Henry, what about JFK's new terminal going off the grid do you consider "cool" or "interesting"? By generating electricity using its own gas generators instead of NYISO's efficient grid generation, TWA will not only be abandoning NYISO's economies of scale, but the 25% of Westchester County's electricity generated by Indian Point Energy Center with zero carbon emissions.

Together with inefficiencies of storage (storage wastes energy), TWA's new facilities will end up creating at least 35% more carbon emissions than they are now for the same amount of electricity.

"Up until now, no other developers have been willing to go totally off the grid with large projects in the city. This move by TWA could prove very profitable."

If burning gas to make electricity is now considered "cool," would burning coal qualify as "awesome"?

Henry Craver's picture
Henry Craver on May 29, 2019 4:18 pm GMT

Bob, I think you're conflating the word "interesting" with "good"

Greg Whiting's picture
Greg Whiting on Jun 1, 2019 5:57 pm GMT

Bob, this is a perfect example of why a holistic analysis, including all energy types and costs, is necessary instead of just focusing on the carbon footprint of the electricity.  The cost differential between retail gas plus on-site generation, and retail electricity, is likely to be highly relevant.  Without knowing anything else about this project, it's probably the driving factor.

As regards carbon, one also has to consider energy for heating and cooling.  Replacing gas or steam heat has carbon footprint implications as well.  The above doesn't say whether the gas system is a CHCP system that will use the waste heat from the generators for heat in the winter, water heating, and absorption cooling chilling in the summer.  If it is, holistic energy efficiency can be over 80% relative to the energy content of the gas that's fed in.

As regards storage, it sounds like the storage system is providing a load that enables storage of electric energy that would otherwise be dissipated as waste heat when the generators are running below capacity in off-peak hours.  The storage system will indeed have turnaround losses, but its energy is "free."

Bob Meinetz's picture
Bob Meinetz on Jun 2, 2019 12:05 am GMT

"As regards carbon, one also has to consider energy for heating and cooling.  Replacing gas or steam heat has carbon footprint implications as well."

Greg, I was assuming JFK would maintain its natural gas connection and continue to use gas to heat and cool the terminal and hotel.

"The above doesn't say whether the gas system is a CHCP system that will use the waste heat from the generators for heat in the winter, water heating, and absorption cooling chilling in the summer."

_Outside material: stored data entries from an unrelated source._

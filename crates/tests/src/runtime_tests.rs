//! Runtime lifecycle against mock services.
//!
//! Tests use `tokio::time::timeout` so a stuck refresh task fails instead of hanging.

use crate::mock_infrastructure::{
    test_config, wait_until, BlockResponseBuilder, DaemonMockBuilder, MarketMockBuilder, COIN,
    TICKER_ID,
};
use explorer_core::runtime::{ExplorerRuntime, RuntimeError};
use tokio::time::{timeout, Duration};

async fn populated_daemon(tip: u64) -> DaemonMockBuilder {
    let mut daemon = DaemonMockBuilder::new().await;
    daemon.mock_chain_info(tip, 2_000 * COIN).mock_rich_list(&[("vrl1whale", 900 * COIN)]);
    for height in tip.saturating_sub(4)..=tip {
        daemon.mock_block(&BlockResponseBuilder::new(height).delegate(height % 3 + 1).build());
    }
    daemon
}

#[tokio::test]
async fn test_runtime_fills_both_caches() {
    let dir = tempfile::tempdir().unwrap();
    let daemon = populated_daemon(40).await;
    let mut market = MarketMockBuilder::new().await;
    market.mock_ticker(TICKER_ID, 0.1, -1.0);

    let runtime = ExplorerRuntime::builder()
        .with_config(test_config(&daemon.url(), Some(&market.url()), &dir))
        .build()
        .expect("runtime should build");

    let filled = wait_until(Duration::from_secs(10), || {
        runtime.block_history().current_height() == 40 &&
            runtime.chain_stats().read_snapshot().updated_at.is_some()
    })
    .await;
    assert!(filled, "caches did not fill");

    assert_eq!(runtime.chain_state().current_height(), 40);
    assert_eq!(runtime.chain_state().daemon_tip(), 40);
    assert_eq!(runtime.block_history().read_snapshot().blocks.len(), 5);

    let stats = runtime.chain_stats().read_snapshot();
    assert_eq!(stats.rich_list[0].address, "vrl1whale");
    assert_eq!(stats.market.as_ref().unwrap().change_display(), "-1.00%");

    timeout(Duration::from_secs(10), runtime.shutdown()).await.expect("shutdown timed out");
}

#[tokio::test]
async fn test_runtime_without_market() {
    let dir = tempfile::tempdir().unwrap();
    let daemon = populated_daemon(10).await;

    let runtime = ExplorerRuntime::builder()
        .with_config(test_config(&daemon.url(), None, &dir))
        .build()
        .unwrap();

    let published = wait_until(Duration::from_secs(10), || {
        runtime.chain_stats().read_snapshot().updated_at.is_some()
    })
    .await;
    assert!(published);
    assert!(runtime.chain_stats().read_snapshot().market.is_none());

    timeout(Duration::from_secs(10), runtime.shutdown()).await.expect("shutdown timed out");
}

#[tokio::test]
async fn test_unreachable_daemon_keeps_caches_empty() {
    let dir = tempfile::tempdir().unwrap();

    let runtime = ExplorerRuntime::builder()
        .with_config(test_config("http://127.0.0.1:1", None, &dir))
        .build()
        .unwrap();

    tokio::time::sleep(Duration::from_millis(200)).await;
    assert_eq!(runtime.block_history().current_height(), 0);
    assert!(runtime.block_history().read_snapshot().blocks.is_empty());
    assert!(runtime.chain_stats().read_snapshot().updated_at.is_none());

    timeout(Duration::from_secs(10), runtime.shutdown()).await.expect("shutdown timed out");
}

#[tokio::test]
async fn test_shutdown_notifies_external_receivers() {
    let dir = tempfile::tempdir().unwrap();
    let daemon = populated_daemon(10).await;
    let runtime = ExplorerRuntime::builder()
        .with_config(test_config(&daemon.url(), None, &dir))
        .build()
        .unwrap();

    let receivers: Vec<_> = (0..3)
        .map(|_| {
            let mut rx = runtime.shutdown_receiver();
            tokio::spawn(async move { rx.recv().await.is_ok() })
        })
        .collect();

    runtime.shutdown().await;

    for receiver in receivers {
        let notified = timeout(Duration::from_secs(1), receiver).await.unwrap().unwrap();
        assert!(notified);
    }
}

#[tokio::test]
async fn test_builder_rejects_invalid_config() {
    let dir = tempfile::tempdir().unwrap();

    let mut config = test_config("http://127.0.0.1:1", None, &dir);
    config.block_history.max_blocks = 0;
    let result = ExplorerRuntime::builder().with_config(config).build();
    assert!(matches!(result, Err(RuntimeError::ConfigValidation(_))));

    let config = test_config("ftp://127.0.0.1:1", None, &dir);
    let result = ExplorerRuntime::builder().with_config(config).build();
    assert!(matches!(result, Err(RuntimeError::ConfigValidation(_))));

    let result = ExplorerRuntime::builder().build();
    assert!(matches!(result, Err(RuntimeError::ConfigValidation(_))));
}
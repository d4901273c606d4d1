//! Chain statistics cache against mock daemon and market servers.

use crate::mock_infrastructure::{
    fast_daemon_client, DaemonMockBuilder, MarketMockBuilder, COIN, TICKER_ID,
};
use explorer_core::{
    cache::{ChainStatsCache, RefreshError},
    config::ChainStatsConfig,
    market::{CoinpaprikaClient, MarketDataProvider},
};
use std::{sync::Arc, time::Duration};

async fn daemon_with_rich_list() -> DaemonMockBuilder {
    let mut daemon = DaemonMockBuilder::new().await;
    daemon
        .mock_chain_info(100, 1_000 * COIN)
        .mock_rich_list(&[("vrl1whale", 500 * COIN), ("vrl1dolphin", 100 * COIN)]);
    daemon
}

fn stats(daemon: &DaemonMockBuilder, market: Option<&MarketMockBuilder>) -> ChainStatsCache {
    let market: Option<Arc<dyn MarketDataProvider>> = market.map(|m| {
        let client = CoinpaprikaClient::new(&m.url(), TICKER_ID, "usd", Duration::from_secs(2))
            .unwrap();
        Arc::new(client) as Arc<dyn MarketDataProvider>
    });
    ChainStatsCache::new(
        Arc::new(fast_daemon_client(&daemon.url())),
        market,
        ChainStatsConfig::default(),
        COIN,
    )
}

#[tokio::test]
async fn test_snapshot_combines_rich_list_and_market() {
    let daemon = daemon_with_rich_list().await;
    let mut market = MarketMockBuilder::new().await;
    market.mock_ticker(TICKER_ID, 0.5, 2.5);
    let cache = stats(&daemon, Some(&market));

    cache.refresh_once().await.unwrap();

    let snapshot = cache.read_snapshot();
    assert_eq!(snapshot.rich_list.len(), 2);
    assert_eq!(snapshot.rich_list[0].address, "vrl1whale");
    assert_eq!(snapshot.circulating_supply, 1_000 * COIN);
    assert!(snapshot.updated_at.is_some());

    let market = snapshot.market.as_ref().unwrap();
    assert!((market.price_usd - 0.5).abs() < f64::EPSILON);
    assert!((market.circulating_supply - 1_000.0).abs() < f64::EPSILON);
    assert!((market.market_cap_usd - 500.0).abs() < f64::EPSILON);
    assert_eq!(market.change_display(), "+2.50%");
}

#[tokio::test]
async fn test_market_disabled_publishes_rich_list_only() {
    let daemon = daemon_with_rich_list().await;
    let cache = stats(&daemon, None);

    cache.refresh_once().await.unwrap();

    let snapshot = cache.read_snapshot();
    assert_eq!(snapshot.rich_list.len(), 2);
    assert!(snapshot.market.is_none());
}

#[tokio::test]
async fn test_market_outage_publishes_nothing() {
    let daemon = daemon_with_rich_list().await;
    let mut market = MarketMockBuilder::new().await;
    market.mock_status(TICKER_ID, 503);
    let cache = stats(&daemon, Some(&market));

    let err = cache.refresh_once().await.unwrap_err();
    assert!(matches!(err, RefreshError::Market(_)));

    let snapshot = cache.read_snapshot();
    assert!(snapshot.rich_list.is_empty());
    assert!(snapshot.updated_at.is_none());
}

#[tokio::test]
async fn test_rich_list_error_publishes_nothing() {
    let mut daemon = DaemonMockBuilder::new().await;
    daemon.mock_chain_info(100, COIN).mock_rpc_error("rich_list", -5, "rich list unavailable");
    let cache = stats(&daemon, None);

    assert!(matches!(cache.refresh_once().await, Err(RefreshError::Rpc(_))));
    assert!(cache.read_snapshot().updated_at.is_none());
}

Another source says yes, the system will be a CHCP power system which will use "waste" heat from the generators to provide/augment hot water boilers and air conditioning. According to Waste Heat Rules of Thumb from Southern California Gas, running these generators at capacity could provide either 375 kW of power for cooling, or 168 kW to heat water, from waste heat.

"...it sounds like the storage system is providing a load that enables storage of electric energy that would otherwise be dissipated as waste heat when the generators are running below capacity in off-peak hours."

Not following you here...how would waste heat become electrical energy?

From my source:

"The generators will be set to run at a steady power output 24 hours a day to maximize their lifespan..."

The primary purpose of this project seems to be saving money, nothing wrong with that. But whether the project is saving any emissions is unlikely - probably, it's creating more. To have a 1.5 MW electrical generator constantly running, even when batteries are charged and electrical demand is low - essentially, using it as a heater - is an extremely inefficient way to provide heating and cooling (think of running your car in the garage to help heat your home). Regarding this specific implementation the devil is in the details.

In the bigger picture:

• Getting a terminal and hotel off the grid doesn't save Com Ed any money - the company still has to provide electricity transmission to the rest of the airport and surrounding area. Electricity ratepayers in Jamaica, NY will be forced to make up the difference in transmission maintenance costs.

• Years from now, when the grid is upgraded to cleaner electricity from renewables/nuclear, JFK and other independent generators will still be burning gas. Who will be responsible for their carbon emissions, or are we forced to allow them to pollute with impunity?